Keller’s soil mixing technology has proved to be effective for underground construction in Florida where complex subsurface soils typically coupled with high groundwater have historically proven challenging for owners and contractors alike.
For a new inpatient tower at St Joseph’s Hospital, the challenge was compounded by a tight site and the proximity of sensitive structures and equipment. Construction of a 6-story tower as part of a $126 million expansion of St Joseph’s Hospital in Tampa, FL, included excavation for two underground levels. Additional construction requirements included the installation of a pedestrian bridge to St Joseph’s Women’s Hospital.

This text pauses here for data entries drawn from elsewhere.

//! Step - one unit of work: translate, invoke, stabilize, classify
//!
//! A step performs at most one mutating call per attempt. When it has a
//! stabilization phase, the step records "invoked" (and the response) in
//! the context right after the call succeeds; a re-invocation while the
//! step is still stabilizing only polls again.

use crate::context::CallbackContext;
use crate::error::ProviderError;
use crate::poller::{Poller, StabilizeError};
use crate::rules::ErrorRuleSet;
use crate::types::{ErrorKind, Progress};
use serde::Serialize;
use serde::de::DeserializeOwned;
use std::sync::Arc;

/// Whether the step `name` has issued its call and is now stabilizing
pub fn is_invoked(ctx: &CallbackContext, name: &str) -> bool {
    ctx.is_set(&invoked_key(name))
}

fn invoked_key(name: &str) -> String {
    format!("{name}.invoked")
}

type TranslateFn<'a, M, Req> = Box<dyn Fn(&M) -> Req + 'a>;
type InvokeFn<'a, Req, Resp> = Box<dyn Fn(&Req) -> Result<Resp, ProviderError> + 'a>;
type StabilizeFn<'a, M, Req, Resp> =
    Box<dyn Fn(&Req, &Resp, &M, &mut CallbackContext) -> Result<bool, StabilizeError> + 'a>;
type HandleErrorFn<'a, M> = Box<dyn Fn(&ProviderError, &M, &mut CallbackContext) -> Progress + 'a>;

/// A single provider call with optional stabilization
///
/// # Example
///
/// ```ignore
/// let step = Step::new(
///     "modify-db-instance",
///     |model: &DbInstance| translate::modify_request(model),
///     |request| api.modify_db_instance(request),
/// )
/// .stabilize(|_, _, model, ctx| stabilize::instance_stabilized(api, &model.identifier, ctx))
/// .rules(&rules::UPDATE);
///
/// let progress = step.evaluate(&model, &mut ctx, &poller);
/// ```
pub struct Step<'a, M, Req, Resp> {
    name: String,
    translate: TranslateFn<'a, M, Req>,
    invoke: InvokeFn<'a, Req, Resp>,
    stabilize: Option<StabilizeFn<'a, M, Req, Resp>>,
    handle_error: Option<HandleErrorFn<'a, M>>,
    rules: Arc<ErrorRuleSet>,
}

impl<'a, M, Req, Resp> Step<'a, M, Req, Resp>
where
    Resp: Serialize + DeserializeOwned,
{
    pub fn new(
        name: impl Into<String>,
        translate: impl Fn(&M) -> Req + 'a,
        invoke: impl Fn(&Req) -> Result<Resp, ProviderError> + 'a,
    ) -> Self {
        Self {
            name: name.into(),
            translate: Box::new(translate),
            invoke: Box::new(invoke),
            stabilize: None,
            handle_error: None,
            rules: ErrorRuleSet::empty(),
        }
    }

    /// Do not report success until `check` passes
    pub fn stabilize(
        mut self,
        check: impl Fn(&Req, &Resp, &M, &mut CallbackContext) -> Result<bool, StabilizeError> + 'a,
    ) -> Self {
        self.stabilize = Some(Box::new(check));
        self
    }

    /// Classify errors with `rules`
    pub fn rules(mut self, rules: &Arc<ErrorRuleSet>) -> Self {
        self.rules = Arc::clone(rules);
        self
    }

    /// Replace rule-based classification with a custom handler
    pub fn handle_error(
        mut self,
        handler: impl Fn(&ProviderError, &M, &mut CallbackContext) -> Progress + 'a,
    ) -> Self {
        self.handle_error = Some(Box::new(handler));
        self
    }

    pub fn name(&self) -> &str {
        &self.name
    }

    fn response_key(&self) -> String {
        format!("{}.response", self.name)
    }

    fn on_error(&self, err: &ProviderError, model: &M, ctx: &mut CallbackContext) -> Progress {
        let progress = match &self.handle_error {
            Some(handler) => handler(err, model, ctx),
            None => self.rules.classify(err).into_progress(err),
        };
        match &progress {
            Progress::Done => log::info!("{}: absorbed '{err}'", self.name),
            Progress::Failed { kind, .. } => log::warn!("{}: {kind}: {err}", self.name),
            Progress::InProgress { .. } => {}
        }
        progress
    }

    /// Response from an earlier invocation that issued the call
    fn recorded_response(&self, ctx: &CallbackContext) -> Result<Resp, Progress> {
        match ctx.sub_context::<Resp>(&self.response_key()) {
            Ok(Some(response)) => Ok(response),
            Ok(None) => Err(Progress::failed(
                ErrorKind::InternalFailure,
                format!("{}: invoked but no response recorded", self.name),
            )),
            Err(err) => Err(Progress::failed(ErrorKind::InternalFailure, err.to_string())),
        }
    }

    /// Evaluate the step once against `model`
    pub fn evaluate(&self, model: &M, ctx: &mut CallbackContext, poller: &Poller<'_>) -> Progress {
        let request = (self.translate)(model);

        let Some(stabilize) = &self.stabilize else {
            log::debug!("{}: invoking", self.name);
            return match (self.invoke)(&request) {
                Ok(_) => Progress::Done,
                Err(err) => self.on_error(&err, model, ctx),
            };
        };

        let response = if is_invoked(ctx, &self.name) {
            match self.recorded_response(ctx) {
                Ok(response) => response,
                Err(progress) => return progress,
            }
        } else {
            log::debug!("{}: invoking", self.name);
            let response = match (self.invoke)(&request) {
                Ok(response) => response,
                // An absorbed error means the effect is already in place
                Err(err) => return self.on_error(&err, model, ctx),
            };
            if let Err(err) = ctx.put_sub_context(&self.response_key(), &response) {
                return Progress::failed(ErrorKind::InternalFailure, err.to_string());
            }
            ctx.set(&invoked_key(&self.name));
            response
        };

        match poller.poll(ctx, &self.name, |ctx| {
            stabilize(&request, &response, model, ctx)
        }) {
            Ok(progress) => progress,
            Err(err) => self.on_error(&err, model, ctx),
        }
    }
}

#[cfg(test)]
mod tests {
    use super::*;
    use crate::clock::ManualClock;
    use crate::poller::BackoffPolicy;
    use crate::rules::Action;
    use std::cell::Cell;
    use std::time::Duration;

    fn poller(clock: &ManualClock) -> Poller<'_> {
        Poller::new(
            BackoffPolicy::constant(Duration::from_secs(5), Duration::from_secs(60)),
            clock,
        )
    }

    #[test]
    fn test_plain_step_invokes_and_completes() {
        let clock = ManualClock::default();
        let calls = Cell::new(0);
        let step = Step::new(
            "add-tags",
            |model: &String| model.clone(),
            |_req: &String| {
                calls.set(calls.get() + 1);
                Ok(())
            },
        );

        let mut ctx = CallbackContext::new();
        let progress = step.evaluate(&"db1".to_string(), &mut ctx, &poller(&clock));

        assert!(progress.is_done());
        assert_eq!(calls.get(), 1);
        assert!(!ctx.is_set("add-tags.invoked"));
    }

    #[test]
    fn test_stabilizing_step_invokes_once_across_polls() {
        let clock = ManualClock::default();
        let invokes = Cell::new(0);
        let polls = Cell::new(0);
        let step = Step::new(
            "create",
            |model: &String| model.clone(),
            |req: &String| {
                invokes.set(invokes.get() + 1);
                Ok(format!("arn:{req}"))
            },
        )
        .stabilize(|_req, resp: &String, _model, _ctx| {
            assert_eq!(resp, "arn:db1");
            polls.set(polls.get() + 1);
            Ok(polls.get() >= 3)
        });

        let mut ctx = CallbackContext::new();
        let model = "db1".to_string();

        for _ in 0..2 {
            let progress = step.evaluate(&model, &mut ctx, &poller(&clock));
            assert_eq!(progress, Progress::in_progress(Duration::from_secs(5)));
        }
        let progress = step.evaluate(&model, &mut ctx, &poller(&clock));

        assert!(progress.is_done());
        assert_eq!(invokes.get(), 1);
        assert_eq!(polls.get(), 3);
    }

    #[test]
    fn test_ignored_error_skips_stabilization() {
        let clock = ManualClock::default();
        let rules = ErrorRuleSet::builder()
            .with_error_codes(Action::Ignore, &["DBInstanceRoleAlreadyExists"])
            .build();
        let step = Step::new(
            "add-role",
            |_: &()| (),
            |_: &()| -> Result<(), ProviderError> {
                Err(ProviderError::service("DBInstanceRoleAlreadyExists", "attached"))
            },
        )
        .stabilize(|_, _, _, _| panic!("must not stabilize"))
        .rules(&rules);

        let mut ctx = CallbackContext::new();
        assert!(step.evaluate(&(), &mut ctx, &poller(&clock)).is_done());
    }

    #[test]
    fn test_unclassified_error_is_internal_failure() {
        let clock = ManualClock::default();
        let step = Step::new(
            "create",
            |_: &()| (),
            |_: &()| -> Result<(), ProviderError> {
                Err(ProviderError::service("Weird", "unexpected"))
            },
        );

        let mut ctx = CallbackContext::new();
        let progress = step.evaluate(&(), &mut ctx, &poller(&clock));
        assert_eq!(progress.error_kind(), Some(ErrorKind::InternalFailure));
    }

    #[test]
    fn test_custom_error_handler_replaces_rules() {
        let clock = ManualClock::default();
        let step = Step::new(
            "delete",
            |_: &()| (),
            |_: &()| -> Result<(), ProviderError> {
                Err(ProviderError::service("DBInstanceNotFound", "gone"))
            },
        )
        .handle_error(|err, _, ctx| {
            ctx.set("saw-not-found");
            if err.has_code("DBInstanceNotFound") {
                Progress::Done
            } else {
                Progress::failed(ErrorKind::InternalFailure, err.to_string())
            }
        });

        let mut ctx = CallbackContext::new();
        assert!(step.evaluate(&(), &mut ctx, &poller(&clock)).is_done());
        assert!(ctx.is_set("saw-not-found"));
    }

    #[test]
    fn test_stabilization_errors_are_classified() {
        let clock = ManualClock::default();
        let rules = ErrorRuleSet::builder()
            .with_error_codes(Action::FailWith(ErrorKind::NotFound), &["DBInstanceNotFound"])
            .build();
        let step = Step::new("modify", |_: &()| (), |_: &()| Ok(()))
            .stabilize(|_, _, _, _| {
                Err(ProviderError::service("DBInstanceNotFound", "vanished").into())
            })
            .rules(&rules);

        let mut ctx = CallbackContext::new();
        let progress = step.evaluate(&(), &mut ctx, &poller(&clock));
        assert_eq!(progress.error_kind(), Some(ErrorKind::NotFound));
        assert!(is_invoked(&ctx, "modify"));
    }
}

Site soils consisted of silts, sands, and clays, with groundwater located 3 ft below working grade. Excavation of the 18,000 sq. ft basement area to 22-25 ft below ground surface, therefore, required support of excavation (SOE). However, the proximity of existing sensitive hospital facilities precluded vibration-intensive conventional SOE methods such as vibrated sheet piles or driven soldier piles and lagging.
Keller offered a vibration-free design/build soil mixing solution for the SOE and water cut-off. Following the installation of a wellpoint dewatering system, Keller constructed 320 LF of internally braced, 3-ft diameter overlapping soilcrete columns installed to below excavation depth and used a backside form for the basement walls. Additional low-headroom SOE soil mixing was performed in a corner of the site where the entrance of the lower basement entered the building. Low-headroom micropiles were installed in another area of the tower footprint where access restrictions precluded planned auger cast pile deep foundations, and at a two-column location at the pedestrian bridge.
Keller’s soil mixing capability allowed basement-level excavation to be achieved smoothly and efficiently without adversely impacting existing sensitive hospital facilities.